--- Excerpted records ---

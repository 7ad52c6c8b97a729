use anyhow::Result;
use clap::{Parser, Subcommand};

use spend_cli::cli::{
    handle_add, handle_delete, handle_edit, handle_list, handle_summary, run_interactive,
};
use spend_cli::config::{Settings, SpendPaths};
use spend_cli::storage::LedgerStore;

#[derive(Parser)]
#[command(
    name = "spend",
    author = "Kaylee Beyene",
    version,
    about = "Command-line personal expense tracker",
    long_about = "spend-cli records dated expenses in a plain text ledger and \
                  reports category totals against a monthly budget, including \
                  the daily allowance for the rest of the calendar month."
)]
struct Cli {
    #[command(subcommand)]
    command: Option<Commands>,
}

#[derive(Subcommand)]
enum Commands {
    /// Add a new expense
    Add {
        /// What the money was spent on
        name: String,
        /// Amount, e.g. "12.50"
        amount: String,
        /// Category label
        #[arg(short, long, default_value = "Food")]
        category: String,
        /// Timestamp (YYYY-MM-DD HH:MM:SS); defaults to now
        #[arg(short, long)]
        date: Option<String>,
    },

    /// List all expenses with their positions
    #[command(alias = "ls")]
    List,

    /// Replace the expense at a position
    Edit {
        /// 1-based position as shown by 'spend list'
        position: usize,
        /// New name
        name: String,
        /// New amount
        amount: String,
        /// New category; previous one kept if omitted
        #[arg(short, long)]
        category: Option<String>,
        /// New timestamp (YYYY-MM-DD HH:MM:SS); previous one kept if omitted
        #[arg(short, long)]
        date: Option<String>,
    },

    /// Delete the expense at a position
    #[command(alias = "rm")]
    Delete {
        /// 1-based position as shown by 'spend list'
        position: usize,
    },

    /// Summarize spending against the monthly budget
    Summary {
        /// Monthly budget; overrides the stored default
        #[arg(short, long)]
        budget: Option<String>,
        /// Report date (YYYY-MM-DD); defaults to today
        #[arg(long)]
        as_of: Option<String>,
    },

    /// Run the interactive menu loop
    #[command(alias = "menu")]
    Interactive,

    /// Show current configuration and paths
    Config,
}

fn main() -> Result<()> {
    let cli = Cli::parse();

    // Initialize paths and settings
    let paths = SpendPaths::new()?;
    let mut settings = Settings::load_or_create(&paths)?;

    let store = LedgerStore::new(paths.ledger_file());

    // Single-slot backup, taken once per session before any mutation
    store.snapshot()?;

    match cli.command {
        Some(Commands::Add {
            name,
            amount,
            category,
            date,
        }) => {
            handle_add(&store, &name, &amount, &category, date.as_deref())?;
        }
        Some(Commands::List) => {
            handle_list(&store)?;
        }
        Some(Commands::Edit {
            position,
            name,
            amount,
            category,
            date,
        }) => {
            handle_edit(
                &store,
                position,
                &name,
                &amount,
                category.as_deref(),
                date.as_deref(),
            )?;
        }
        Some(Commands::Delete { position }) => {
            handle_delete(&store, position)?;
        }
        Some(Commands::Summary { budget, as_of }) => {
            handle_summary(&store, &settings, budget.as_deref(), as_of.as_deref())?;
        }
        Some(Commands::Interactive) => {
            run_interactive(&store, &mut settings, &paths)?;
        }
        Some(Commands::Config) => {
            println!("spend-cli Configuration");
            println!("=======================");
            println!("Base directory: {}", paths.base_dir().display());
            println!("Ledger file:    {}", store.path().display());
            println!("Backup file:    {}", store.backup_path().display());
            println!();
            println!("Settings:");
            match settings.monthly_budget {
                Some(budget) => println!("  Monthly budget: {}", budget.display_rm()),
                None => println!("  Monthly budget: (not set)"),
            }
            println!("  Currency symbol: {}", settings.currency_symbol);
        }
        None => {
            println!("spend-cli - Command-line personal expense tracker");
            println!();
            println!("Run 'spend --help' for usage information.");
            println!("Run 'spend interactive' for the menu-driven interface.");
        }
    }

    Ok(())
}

---

- [Description of the task]: Once you have read the entries, repeat them all exactly.

- [Answer to this exercise]:
repository 7ad52c6c8b97a729
use anyhow::Result;
use clap::{Parser, Subcommand};

use spend_cli::cli::{
    handle_add, handle_delete, handle_edit, handle_list, handle_summary, run_interactive,
};
use spend_cli::config::{Settings, SpendPaths};
use spend_cli::storage::LedgerStore;

#[derive(Parser)]
#[command(
    name = "spend",
    author = "Kaylee Beyene",
    version,
    about = "Command-line personal expense tracker",
    long_about = "spend-cli records dated expenses in a plain text ledger and \
                  reports category totals against a monthly budget, including \
                  the daily allowance for the rest of the calendar month."
)]
struct Cli {
    #[command(subcommand)]
    command: Option<Commands>,
}

#[derive(Subcommand)]
enum Commands {
    /// Add a new expense
    Add {
        /// What the money was spent on
        name: String,
        /// Amount, e.g. "12.50"
        amount: String,
        /// Category label
        #[arg(short, long, default_value = "Food")]
        category: String,
        /// Timestamp (YYYY-MM-DD HH:MM:SS); defaults to now
        #[arg(short, long)]
        date: Option<String>,
    },

    /// List all expenses with their positions
    #[command(alias = "ls")]
    List,

    /// Replace the expense at a position
    Edit {
        /// 1-based position as shown by 'spend list'
        position: usize,
        /// New name
        name: String,
        /// New amount
        amount: String,
        /// New category; previous one kept if omitted
        #[arg(short, long)]
        category: Option<String>,
        /// New timestamp (YYYY-MM-DD HH:MM:SS); previous one kept if omitted
        #[arg(short, long)]
        date: Option<String>,
    },

    /// Delete the expense at a position
    #[command(alias = "rm")]
    Delete {
        /// 1-based position as shown by 'spend list'
        position: usize,
    },

    /// Summarize spending against the monthly budget
    Summary {
        /// Monthly budget; overrides the stored default
        #[arg(short, long)]
        budget: Option<String>,
        /// Report date (YYYY-MM-DD); defaults to today
        #[arg(long)]
        as_of: Option<String>,
    },

    /// Run the interactive menu loop
    #[command(alias = "menu")]
    Interactive,

    /// Show current configuration and paths
    Config,
}

fn main() -> Result<()> {
    let cli = Cli::parse();

    // Initialize paths and settings
    let paths = SpendPaths::new()?;
    let mut settings = Settings::load_or_create(&paths)?;

    let store = LedgerStore::new(paths.ledger_file());

    // Single-slot backup, taken once per session before any mutation
    store.snapshot()?;

    match cli.command {
        Some(Commands::Add {
            name,
            amount,
            category,
            date,
        }) => {
            handle_add(&store, &name, &amount, &category, date.as_deref())?;
        }
        Some(Commands::List) => {
            handle_list(&store)?;
        }
        Some(Commands::Edit {
            position,
            name,
            amount,
            category,
            date,
        }) => {
            handle_edit(
                &store,
                position,
                &name,
                &amount,
                category.as_deref(),
                date.as_deref(),
            )?;
        }
        Some(Commands::Delete { position }) => {
            handle_delete(&store, position)?;
        }
        Some(Commands::Summary { budget, as_of }) => {
            handle_summary(&store, &settings, budget.as_deref(), as_of.as_deref())?;
        }
        Some(Commands::Interactive) => {
            run_interactive(&store, &mut settings, &paths)?;
        }
        Some(Commands::Config) => {
            println!("spend-cli Configuration");
            println!("=======================");
            println!("Base directory: {}", paths.base_dir().display());
            println!("Ledger file:    {}", store.path().display());
            println!("Backup file:    {}", store.backup_path().display());
            println!();
            println!("Settings:");
            match settings.monthly_budget {
                Some(budget) => println!("  Monthly budget: {}", budget.display_rm()),
                None => println!("  Monthly budget: (not set)"),
            }
            println!("  Currency symbol: {}", settings.currency_symbol);
        }
        None => {
            println!("spend-cli - Command-line personal expense tracker");
            println!();
            println!("Run 'spend --help' for usage information.");
            println!("Run 'spend interactive' for the menu-driven interface.");
        }
    }

    Ok(())
}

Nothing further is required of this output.